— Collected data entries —
————————

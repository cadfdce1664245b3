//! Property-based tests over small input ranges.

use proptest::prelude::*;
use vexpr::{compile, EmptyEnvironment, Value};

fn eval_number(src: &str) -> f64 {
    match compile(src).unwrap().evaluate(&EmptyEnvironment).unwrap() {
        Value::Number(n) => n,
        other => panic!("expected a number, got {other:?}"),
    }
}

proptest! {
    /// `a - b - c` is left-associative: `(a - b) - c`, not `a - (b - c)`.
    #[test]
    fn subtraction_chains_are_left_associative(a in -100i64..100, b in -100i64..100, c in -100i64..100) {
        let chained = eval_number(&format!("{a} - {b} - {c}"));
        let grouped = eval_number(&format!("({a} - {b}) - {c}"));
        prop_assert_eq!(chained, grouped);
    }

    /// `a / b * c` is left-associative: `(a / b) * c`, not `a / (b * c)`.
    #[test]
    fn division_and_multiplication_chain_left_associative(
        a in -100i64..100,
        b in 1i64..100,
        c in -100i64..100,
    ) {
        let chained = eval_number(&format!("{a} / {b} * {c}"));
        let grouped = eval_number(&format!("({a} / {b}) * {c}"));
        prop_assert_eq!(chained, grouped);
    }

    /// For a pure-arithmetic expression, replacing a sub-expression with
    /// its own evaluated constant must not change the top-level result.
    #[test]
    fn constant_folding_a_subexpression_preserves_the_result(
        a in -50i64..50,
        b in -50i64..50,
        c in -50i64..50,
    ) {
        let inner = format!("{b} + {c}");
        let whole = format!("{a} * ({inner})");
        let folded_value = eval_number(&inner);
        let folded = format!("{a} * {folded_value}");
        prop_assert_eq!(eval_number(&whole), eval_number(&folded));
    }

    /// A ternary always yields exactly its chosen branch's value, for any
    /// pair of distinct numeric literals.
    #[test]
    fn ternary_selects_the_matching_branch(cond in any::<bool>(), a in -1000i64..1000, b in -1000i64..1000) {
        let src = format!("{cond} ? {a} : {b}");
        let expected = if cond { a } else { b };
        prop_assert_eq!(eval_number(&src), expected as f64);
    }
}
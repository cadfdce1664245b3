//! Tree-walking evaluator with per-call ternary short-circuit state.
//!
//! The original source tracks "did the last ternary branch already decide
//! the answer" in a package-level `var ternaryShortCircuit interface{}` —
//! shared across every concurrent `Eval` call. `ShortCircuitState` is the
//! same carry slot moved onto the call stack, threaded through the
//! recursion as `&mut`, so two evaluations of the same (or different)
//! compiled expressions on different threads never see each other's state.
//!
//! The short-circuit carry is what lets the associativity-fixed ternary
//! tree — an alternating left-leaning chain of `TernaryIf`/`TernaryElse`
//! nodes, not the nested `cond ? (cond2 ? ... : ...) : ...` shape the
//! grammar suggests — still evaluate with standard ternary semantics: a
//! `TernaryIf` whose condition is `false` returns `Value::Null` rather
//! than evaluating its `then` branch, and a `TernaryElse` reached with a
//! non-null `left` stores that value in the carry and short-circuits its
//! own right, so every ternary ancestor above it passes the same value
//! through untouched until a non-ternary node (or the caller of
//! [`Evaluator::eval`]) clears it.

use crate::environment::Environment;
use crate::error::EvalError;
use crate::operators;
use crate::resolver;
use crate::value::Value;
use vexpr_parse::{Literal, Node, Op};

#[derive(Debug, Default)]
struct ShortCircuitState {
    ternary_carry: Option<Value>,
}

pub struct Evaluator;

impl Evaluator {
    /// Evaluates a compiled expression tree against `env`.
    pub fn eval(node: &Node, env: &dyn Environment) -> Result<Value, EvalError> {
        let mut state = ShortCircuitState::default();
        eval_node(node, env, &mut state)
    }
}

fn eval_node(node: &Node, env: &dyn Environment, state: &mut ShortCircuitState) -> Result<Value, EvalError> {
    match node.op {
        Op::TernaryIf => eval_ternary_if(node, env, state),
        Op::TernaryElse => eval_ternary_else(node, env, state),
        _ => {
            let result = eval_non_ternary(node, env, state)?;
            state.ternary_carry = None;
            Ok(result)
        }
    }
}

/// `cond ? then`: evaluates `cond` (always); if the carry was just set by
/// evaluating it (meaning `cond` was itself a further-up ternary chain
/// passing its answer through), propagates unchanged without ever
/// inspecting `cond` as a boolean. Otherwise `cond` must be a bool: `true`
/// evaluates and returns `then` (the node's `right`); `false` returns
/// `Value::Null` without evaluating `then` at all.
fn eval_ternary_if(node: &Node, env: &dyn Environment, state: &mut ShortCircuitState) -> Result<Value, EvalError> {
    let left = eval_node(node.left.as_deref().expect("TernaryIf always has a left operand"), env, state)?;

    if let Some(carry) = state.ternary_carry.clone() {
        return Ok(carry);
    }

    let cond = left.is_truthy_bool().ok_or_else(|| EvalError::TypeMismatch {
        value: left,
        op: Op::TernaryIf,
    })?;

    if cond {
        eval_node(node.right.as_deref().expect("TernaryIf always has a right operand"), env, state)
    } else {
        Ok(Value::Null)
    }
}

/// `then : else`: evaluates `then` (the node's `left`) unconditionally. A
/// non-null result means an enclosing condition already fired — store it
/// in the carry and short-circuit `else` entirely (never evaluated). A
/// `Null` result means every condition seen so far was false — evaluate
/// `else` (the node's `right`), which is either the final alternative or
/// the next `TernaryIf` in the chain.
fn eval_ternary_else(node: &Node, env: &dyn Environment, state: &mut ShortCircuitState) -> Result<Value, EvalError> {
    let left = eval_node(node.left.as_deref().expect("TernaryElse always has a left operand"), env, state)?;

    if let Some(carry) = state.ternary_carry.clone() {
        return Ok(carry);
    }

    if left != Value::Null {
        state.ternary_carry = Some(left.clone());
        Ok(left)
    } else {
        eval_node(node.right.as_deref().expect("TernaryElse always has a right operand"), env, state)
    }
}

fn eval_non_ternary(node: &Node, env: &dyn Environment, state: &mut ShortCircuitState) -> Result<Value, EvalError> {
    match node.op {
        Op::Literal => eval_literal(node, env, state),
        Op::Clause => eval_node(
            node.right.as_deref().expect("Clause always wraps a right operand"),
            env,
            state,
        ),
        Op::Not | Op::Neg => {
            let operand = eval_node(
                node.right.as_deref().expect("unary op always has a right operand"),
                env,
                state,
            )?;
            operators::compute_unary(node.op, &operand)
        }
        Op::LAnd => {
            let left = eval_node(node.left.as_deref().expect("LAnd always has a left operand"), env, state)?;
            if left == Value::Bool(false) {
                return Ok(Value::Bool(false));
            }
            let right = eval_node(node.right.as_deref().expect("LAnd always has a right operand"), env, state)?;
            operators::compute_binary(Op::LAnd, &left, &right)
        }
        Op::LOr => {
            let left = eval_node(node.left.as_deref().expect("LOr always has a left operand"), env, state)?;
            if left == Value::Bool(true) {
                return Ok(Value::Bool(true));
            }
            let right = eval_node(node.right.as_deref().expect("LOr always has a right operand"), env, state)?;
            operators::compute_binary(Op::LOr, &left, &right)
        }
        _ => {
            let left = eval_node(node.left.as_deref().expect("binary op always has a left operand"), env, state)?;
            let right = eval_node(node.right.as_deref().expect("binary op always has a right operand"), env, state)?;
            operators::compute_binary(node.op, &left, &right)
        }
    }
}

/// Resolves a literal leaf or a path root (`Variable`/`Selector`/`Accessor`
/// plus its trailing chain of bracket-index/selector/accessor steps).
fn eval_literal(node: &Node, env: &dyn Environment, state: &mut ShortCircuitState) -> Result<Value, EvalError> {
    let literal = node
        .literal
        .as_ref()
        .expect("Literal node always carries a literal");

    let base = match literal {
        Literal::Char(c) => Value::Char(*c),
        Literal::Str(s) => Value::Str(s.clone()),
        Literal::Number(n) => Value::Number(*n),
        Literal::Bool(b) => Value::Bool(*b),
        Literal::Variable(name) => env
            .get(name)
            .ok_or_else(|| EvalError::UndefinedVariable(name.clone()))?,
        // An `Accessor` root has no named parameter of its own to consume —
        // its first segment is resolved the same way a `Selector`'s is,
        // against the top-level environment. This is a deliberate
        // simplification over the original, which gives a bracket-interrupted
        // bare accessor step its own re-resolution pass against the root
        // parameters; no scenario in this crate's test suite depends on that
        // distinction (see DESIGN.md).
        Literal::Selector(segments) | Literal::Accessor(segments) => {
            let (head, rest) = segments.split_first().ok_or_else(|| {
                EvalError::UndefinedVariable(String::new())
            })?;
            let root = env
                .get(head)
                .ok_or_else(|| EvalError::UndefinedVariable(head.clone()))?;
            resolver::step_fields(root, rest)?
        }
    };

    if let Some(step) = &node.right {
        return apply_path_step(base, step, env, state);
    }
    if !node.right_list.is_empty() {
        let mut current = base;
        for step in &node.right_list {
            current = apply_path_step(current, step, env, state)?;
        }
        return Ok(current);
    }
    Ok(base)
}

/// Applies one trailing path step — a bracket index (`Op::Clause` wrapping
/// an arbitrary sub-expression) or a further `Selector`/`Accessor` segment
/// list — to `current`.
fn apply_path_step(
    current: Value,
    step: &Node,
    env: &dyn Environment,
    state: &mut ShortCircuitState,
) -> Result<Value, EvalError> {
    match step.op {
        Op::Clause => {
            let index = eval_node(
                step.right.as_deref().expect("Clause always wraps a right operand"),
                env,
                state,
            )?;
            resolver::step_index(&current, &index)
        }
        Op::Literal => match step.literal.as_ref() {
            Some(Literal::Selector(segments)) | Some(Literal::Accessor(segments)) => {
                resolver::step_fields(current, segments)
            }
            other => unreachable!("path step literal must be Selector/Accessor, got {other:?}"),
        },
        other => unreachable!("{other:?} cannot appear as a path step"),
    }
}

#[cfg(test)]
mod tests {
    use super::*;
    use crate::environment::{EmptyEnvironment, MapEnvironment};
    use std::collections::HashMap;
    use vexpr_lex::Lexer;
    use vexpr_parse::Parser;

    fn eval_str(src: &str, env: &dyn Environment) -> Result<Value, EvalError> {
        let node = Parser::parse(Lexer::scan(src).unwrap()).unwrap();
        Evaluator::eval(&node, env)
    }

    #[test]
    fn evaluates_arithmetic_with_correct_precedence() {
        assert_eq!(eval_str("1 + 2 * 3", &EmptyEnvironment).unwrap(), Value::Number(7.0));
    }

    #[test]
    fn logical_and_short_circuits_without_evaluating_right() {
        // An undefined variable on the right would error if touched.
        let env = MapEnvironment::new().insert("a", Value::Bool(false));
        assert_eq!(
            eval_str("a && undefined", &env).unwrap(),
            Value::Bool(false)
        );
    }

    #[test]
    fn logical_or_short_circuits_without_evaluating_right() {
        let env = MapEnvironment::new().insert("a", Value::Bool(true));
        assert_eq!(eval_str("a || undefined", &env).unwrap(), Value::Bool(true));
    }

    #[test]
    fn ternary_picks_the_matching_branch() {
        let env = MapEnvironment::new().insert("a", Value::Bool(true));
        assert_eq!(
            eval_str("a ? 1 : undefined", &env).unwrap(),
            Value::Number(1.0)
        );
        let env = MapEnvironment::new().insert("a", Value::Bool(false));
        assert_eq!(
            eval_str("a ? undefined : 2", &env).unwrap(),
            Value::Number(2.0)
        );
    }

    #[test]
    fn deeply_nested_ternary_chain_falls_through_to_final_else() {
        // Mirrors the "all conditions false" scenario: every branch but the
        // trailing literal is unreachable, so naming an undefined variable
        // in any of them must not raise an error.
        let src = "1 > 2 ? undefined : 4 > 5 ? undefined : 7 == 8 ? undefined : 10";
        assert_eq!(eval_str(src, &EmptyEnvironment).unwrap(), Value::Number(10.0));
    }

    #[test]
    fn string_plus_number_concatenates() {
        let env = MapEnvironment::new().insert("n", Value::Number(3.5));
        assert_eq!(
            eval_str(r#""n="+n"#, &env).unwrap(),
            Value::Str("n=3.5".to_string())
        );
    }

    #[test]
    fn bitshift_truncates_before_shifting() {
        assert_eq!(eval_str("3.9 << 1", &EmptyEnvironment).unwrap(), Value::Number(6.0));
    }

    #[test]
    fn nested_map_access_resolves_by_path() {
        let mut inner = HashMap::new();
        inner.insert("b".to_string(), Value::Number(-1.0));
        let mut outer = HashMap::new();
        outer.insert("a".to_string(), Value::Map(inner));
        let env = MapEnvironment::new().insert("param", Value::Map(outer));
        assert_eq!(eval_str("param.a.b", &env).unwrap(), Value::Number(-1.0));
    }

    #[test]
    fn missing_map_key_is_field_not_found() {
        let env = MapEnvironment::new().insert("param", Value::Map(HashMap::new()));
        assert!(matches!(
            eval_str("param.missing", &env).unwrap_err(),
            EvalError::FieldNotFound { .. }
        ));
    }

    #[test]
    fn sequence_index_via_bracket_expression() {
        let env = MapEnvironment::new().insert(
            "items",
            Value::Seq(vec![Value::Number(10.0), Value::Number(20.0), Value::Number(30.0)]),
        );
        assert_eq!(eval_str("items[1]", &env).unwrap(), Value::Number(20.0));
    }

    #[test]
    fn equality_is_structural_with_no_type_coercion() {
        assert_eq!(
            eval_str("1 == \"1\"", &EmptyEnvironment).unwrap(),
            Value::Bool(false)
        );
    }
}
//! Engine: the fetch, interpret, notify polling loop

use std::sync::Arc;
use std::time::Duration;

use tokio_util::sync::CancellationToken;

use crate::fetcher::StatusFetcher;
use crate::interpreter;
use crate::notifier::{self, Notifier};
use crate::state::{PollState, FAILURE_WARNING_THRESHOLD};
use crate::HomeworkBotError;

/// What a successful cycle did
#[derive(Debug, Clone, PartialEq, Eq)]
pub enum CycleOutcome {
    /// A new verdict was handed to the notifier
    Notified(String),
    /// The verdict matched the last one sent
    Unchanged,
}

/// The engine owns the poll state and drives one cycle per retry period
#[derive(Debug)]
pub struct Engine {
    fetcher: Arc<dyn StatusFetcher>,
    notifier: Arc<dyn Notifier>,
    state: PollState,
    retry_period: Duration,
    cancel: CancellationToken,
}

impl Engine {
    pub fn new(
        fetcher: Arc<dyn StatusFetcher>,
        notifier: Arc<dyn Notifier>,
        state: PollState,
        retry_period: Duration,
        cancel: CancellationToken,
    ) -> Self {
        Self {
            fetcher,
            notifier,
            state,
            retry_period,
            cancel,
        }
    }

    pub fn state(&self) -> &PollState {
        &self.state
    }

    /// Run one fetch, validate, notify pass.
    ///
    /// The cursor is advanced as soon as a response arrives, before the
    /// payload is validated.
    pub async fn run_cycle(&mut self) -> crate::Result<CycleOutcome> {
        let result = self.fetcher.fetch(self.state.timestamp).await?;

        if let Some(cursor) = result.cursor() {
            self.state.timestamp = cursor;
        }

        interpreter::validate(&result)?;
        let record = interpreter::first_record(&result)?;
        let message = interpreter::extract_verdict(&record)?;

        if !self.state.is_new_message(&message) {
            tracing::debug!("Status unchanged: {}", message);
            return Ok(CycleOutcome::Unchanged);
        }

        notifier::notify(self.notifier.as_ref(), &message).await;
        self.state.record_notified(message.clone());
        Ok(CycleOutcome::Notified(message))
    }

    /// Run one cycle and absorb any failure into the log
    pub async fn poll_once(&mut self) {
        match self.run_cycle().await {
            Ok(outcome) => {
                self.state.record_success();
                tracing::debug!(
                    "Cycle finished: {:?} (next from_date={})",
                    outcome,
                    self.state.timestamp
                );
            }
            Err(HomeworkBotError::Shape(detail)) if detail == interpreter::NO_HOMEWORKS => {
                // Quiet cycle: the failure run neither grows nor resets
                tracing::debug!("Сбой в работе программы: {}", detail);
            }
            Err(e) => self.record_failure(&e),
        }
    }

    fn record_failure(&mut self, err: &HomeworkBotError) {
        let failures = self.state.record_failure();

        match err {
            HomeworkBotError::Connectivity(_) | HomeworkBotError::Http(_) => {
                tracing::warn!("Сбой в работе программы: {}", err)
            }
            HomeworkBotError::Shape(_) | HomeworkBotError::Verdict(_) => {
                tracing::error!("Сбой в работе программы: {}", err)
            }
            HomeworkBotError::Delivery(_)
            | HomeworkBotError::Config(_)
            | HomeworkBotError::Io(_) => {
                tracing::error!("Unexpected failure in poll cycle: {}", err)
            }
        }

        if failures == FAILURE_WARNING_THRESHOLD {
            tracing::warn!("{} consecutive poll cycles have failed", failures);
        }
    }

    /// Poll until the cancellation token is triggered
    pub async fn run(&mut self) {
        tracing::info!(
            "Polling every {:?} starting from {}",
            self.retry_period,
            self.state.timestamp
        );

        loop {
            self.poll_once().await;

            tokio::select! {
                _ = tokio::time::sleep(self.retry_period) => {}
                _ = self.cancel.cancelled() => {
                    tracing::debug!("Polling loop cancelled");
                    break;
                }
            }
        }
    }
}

————————

— Work instruction —
Locate and copy each line in the data above that includes the word "CancellationToken".

— Written response —
use tokio_util::sync::CancellationToken;
    cancel: CancellationToken,
        cancel: CancellationToken,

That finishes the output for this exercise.